A Leader in Innovation
It was touted as being able to match the 4000 hp prototype for pulling power. A heavy metal chassis and new motor delivered some of the smoothest performance available at the time, at a cost comparable to mid-grade models. In addition to the power under the hood, the models featured a higher level of detail on the shell as well. These were the first ready to run diesels with separate grab irons. The engines also featured coupler cut levers and a crew in the cab.
Spectrum followed this release with a Pennsylvania Railroad K4s Pacific and matching passenger cars. The lighted cars featured detailed interiors and still hold up well against today's new quality passenger car models - at about 2/3 the cost.
Bachmann changed the game in a big way again when they rolled out their next steam locomotive, a Baldwin 2-8-0. Although the engine was not based on any specific railroad's locomotives, it was close enough to pass for dozens and easy to kitbash for those who demanded a more specific look.
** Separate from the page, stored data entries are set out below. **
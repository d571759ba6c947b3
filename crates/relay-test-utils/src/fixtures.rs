//! Test fixtures: participants, application-server responses and helpers for
//! reading relay notifications.

use common::secret::SecretString;
use room_relay::relay::RelayNotification;
use room_relay::sdk::RemoteParticipant;
use serde_json::{json, Value};
use std::time::Duration;
use tokio::sync::mpsc;
use wiremock::matchers::{method, path, query_param};
use wiremock::{Mock, MockServer, ResponseTemplate};

/// How long helpers wait for a notification before failing the test.
pub const NOTIFICATION_TIMEOUT: Duration = Duration::from_secs(2);

/// Room token used across tests.
pub const TEST_TOKEN: &str = "tok123";

/// Conferencing domain used across tests.
pub const TEST_DOMAIN: &str = "d.example.com";

/// Participant with a display name derived from the address.
#[must_use]
pub fn participant(address: &str) -> RemoteParticipant {
    RemoteParticipant::new(address, Some(&format!("Participant {address}")))
}

/// Participant whose video is already flowing.
#[must_use]
pub fn video_participant(address: &str) -> RemoteParticipant {
    RemoteParticipant {
        has_video: true,
        ..participant(address)
    }
}

#[must_use]
pub fn token() -> SecretString {
    SecretString::from(TEST_TOKEN)
}

/// `/api/room` success body.
#[must_use]
pub fn room_response(domain: &str, token: &str) -> Value {
    json!({
        "room": { "token": token },
        "domain": domain,
    })
}

/// `/api/config` success body.
#[must_use]
pub fn config_response(vcs_host: &str, auth_type: &str) -> Value {
    json!({
        "VCS_HOST": vcs_host,
        "AUTH_TYPE": auth_type,
    })
}

/// Serve `GET /api/room?name=<room>` with the test credentials.
pub async fn mount_existing_room(server: &MockServer, room: &str) {
    Mock::given(method("GET"))
        .and(path("/api/room"))
        .and(query_param("name", room))
        .respond_with(
            ResponseTemplate::new(200).set_body_json(room_response(TEST_DOMAIN, TEST_TOKEN)),
        )
        .mount(server)
        .await;
}

/// Serve `GET /api/config` with the given auth type.
pub async fn mount_server_config(server: &MockServer, auth_type: &str) {
    Mock::given(method("GET"))
        .and(path("/api/config"))
        .respond_with(
            ResponseTemplate::new(200)
                .set_body_json(config_response("vcs.example.com", auth_type)),
        )
        .mount(server)
        .await;
}

/// Wait for the next notification.
///
/// # Panics
///
/// Panics if nothing arrives within [`NOTIFICATION_TIMEOUT`] or the relay
/// has stopped.
pub async fn next_notification(
    rx: &mut mpsc::UnboundedReceiver<RelayNotification>,
) -> RelayNotification {
    tokio::time::timeout(NOTIFICATION_TIMEOUT, rx.recv())
        .await
        .expect("timed out waiting for relay notification")
        .expect("relay notification channel closed")
}

/// Assert that no notification is queued.
///
/// # Panics
///
/// Panics if a notification is waiting.
pub fn assert_no_notification(rx: &mut mpsc::UnboundedReceiver<RelayNotification>) {
    if let Ok(notification) = rx.try_recv() {
        panic!("unexpected relay notification: {notification:?}");
    }
}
Aside from the many added details, most of which are easy to remove including the sand and steam domes, these steam engines broke the mold by featuring a cleverly engineered drive. For the first time, the open space between the frame and boiler was free of worm gears and motor shafts. In short, this engine was like nothing ever seen in the hobby before.
Since then, Bachmann's Spectrum line has continued to roll out one new release after another - everything from GE industrial diesels to 2-6-6-2's. While others eventually catch up and may even improve on what Spectrum starts, Bachmann seems to continue to think outside the box and raise the bar with each new announcement. One thing that hasn't changed however is Bachmann's commitment to offering these revolutions at a price the average modeler can afford.
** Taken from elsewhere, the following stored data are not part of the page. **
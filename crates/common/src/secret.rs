//! Secret types for protecting sensitive values from accidental logging.
//!
//! This module re-exports types from the [`secrecy`] crate. Room tokens issued by
//! the application server and the application-server password are always held
//! in a `SecretString`, so deriving `Debug` on a struct that carries one is safe.
//!
//! # Example
//!
//! ```rust
//! use common::secret::{ExposeSecret, SecretString};
//!
//! #[derive(Debug)]
//! struct Credentials {
//!     domain: String,
//!     token: SecretString,
//! }
//!
//! let creds = Credentials {
//!     domain: "d.example.com".to_string(),
//!     token: SecretString::from("tok123"),
//! };
//!
//! assert!(!format!("{creds:?}").contains("tok123"));
//! assert_eq!(creds.token.expose_secret(), "tok123");
//! ```
//!
//! Only call `expose_secret()` at the point the value leaves the process
//! (an HTTP header, the SDK join call).

pub use secrecy::{ExposeSecret, SecretBox, SecretString};

#[cfg(test)]
#[allow(clippy::unwrap_used, clippy::expect_used)]
mod tests {
    use super::*;
    use serde::Deserialize;

    #[test]
    fn test_debug_is_redacted() {
        let secret = SecretString::from("room-token-value");
        let debug_str = format!("{secret:?}");

        assert!(debug_str.contains("REDACTED"));
        assert!(!debug_str.contains("room-token-value"));
    }

    #[test]
    fn test_struct_with_secret_is_safe() {
        #[allow(dead_code)]
        #[derive(Debug)]
        struct ServerLogin {
            username: String,
            password: SecretString,
        }

        let login = ServerLogin {
            username: "demo-user".to_string(),
            password: SecretString::from("super-secret"),
        };

        let debug_str = format!("{login:?}");
        assert!(debug_str.contains("demo-user"));
        assert!(!debug_str.contains("super-secret"));
    }

    #[test]
    fn test_deserialize_token_from_json() {
        #[derive(Debug, Deserialize)]
        struct Room {
            token: SecretString,
        }

        let room: Room = serde_json::from_str(r#"{"token": "tok123"}"#).expect("deserialize");

        assert_eq!(room.token.expose_secret(), "tok123");
        assert!(!format!("{room:?}").contains("tok123"));
    }
}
Bachmann has followed most of their HO releases with similar N scale models. While the smaller size means more molded on details than the HO counterparts, these locomotives still stand up well against the competition in quality and cost.
Also like the HO market, Bachmann has begun offering complete sets in the Spectrum line. These starter sets stand tall over others for quality. Still affordable for beginners, these sets are a good option for the new-comer who intends to stay in the hobby for a long time.
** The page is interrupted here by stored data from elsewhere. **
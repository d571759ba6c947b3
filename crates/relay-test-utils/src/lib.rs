//! # Relay Test Utilities
//!
//! Mocks and fixtures for testing the room relay without a real
//! conferencing SDK or application server.
//!
//! ## Modules
//!
//! - `mock_sdk` - Scriptable [`RealtimeSdk`](room_relay::sdk::RealtimeSdk) that records joins and emits events
//! - `mock_session` - [`RoomSession`](room_relay::sdk::RoomSession) that counts device toggles
//! - `fixtures` - Participants, application-server responses, notification helpers
//!
//! ## Usage
//!
//! ```rust,ignore
//! use relay_test_utils::*;
//!
//! #[tokio::test]
//! async fn test_example() {
//!     let sdk = MockSdk::new();
//!     let (relay, mut notifications, _task) = RelayActor::spawn(
//!         sdk.as_sdk(),
//!         MediaPreferences::default(),
//!         CancellationToken::new(),
//!     );
//!
//!     let attempt = relay.join_room("host", token(), "Alice", true, true).await.unwrap();
//!     let session = MockRoomSession::new("roomA").with_participant(participant("p1"));
//!     sdk.complete_join(attempt, &session);
//!
//!     let joined = next_notification(&mut notifications).await;
//! }
//! ```

pub mod fixtures;
pub mod mock_sdk;
pub mod mock_session;

pub use fixtures::*;
pub use mock_sdk::*;
pub use mock_session::*;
Bachmann entered the G Gauge market and created a niche for itself with affordable American prototype models that could go inside or out.
It has added to that line with Spectrum models.
Like their smaller cousins, Spectrum G Gauge trains stand tall on detail. Most feature realistic sounds along with smooth operations. Bachmann's G gauge trains are scaled larger than most, 1:20.3. (See how Bachmann stacks up and get a better understanding of G gauge vs. scales here.) This makes the track gauge appropriate for narrow gauge trains. But the models will work with those from other manufacturers.
Bachmann debuted its new G line with a 2-truck Shay. The large size made the many moving parts of these geared engines easy to appreciate. They remain popular models today. Bachmann's latest Spectrum G gauge releases have included stunning models of Rio Grande "Mudhens" and long cabooses with complete interiors.
As if breaking new ground in HO, N and G wasn't enough, Bachmann created a whole new market in O narrow gauge, with On30. Using its HO track, the new models featured a Spectrum level of detail and operating qualities.
This new scale has opened the world of narrow gauge to many who could only dream of the expensive brass imports than filled the market before. It has even created a secondary market of suppliers of more realistic track, conversion kits for On3 and more rolling stock.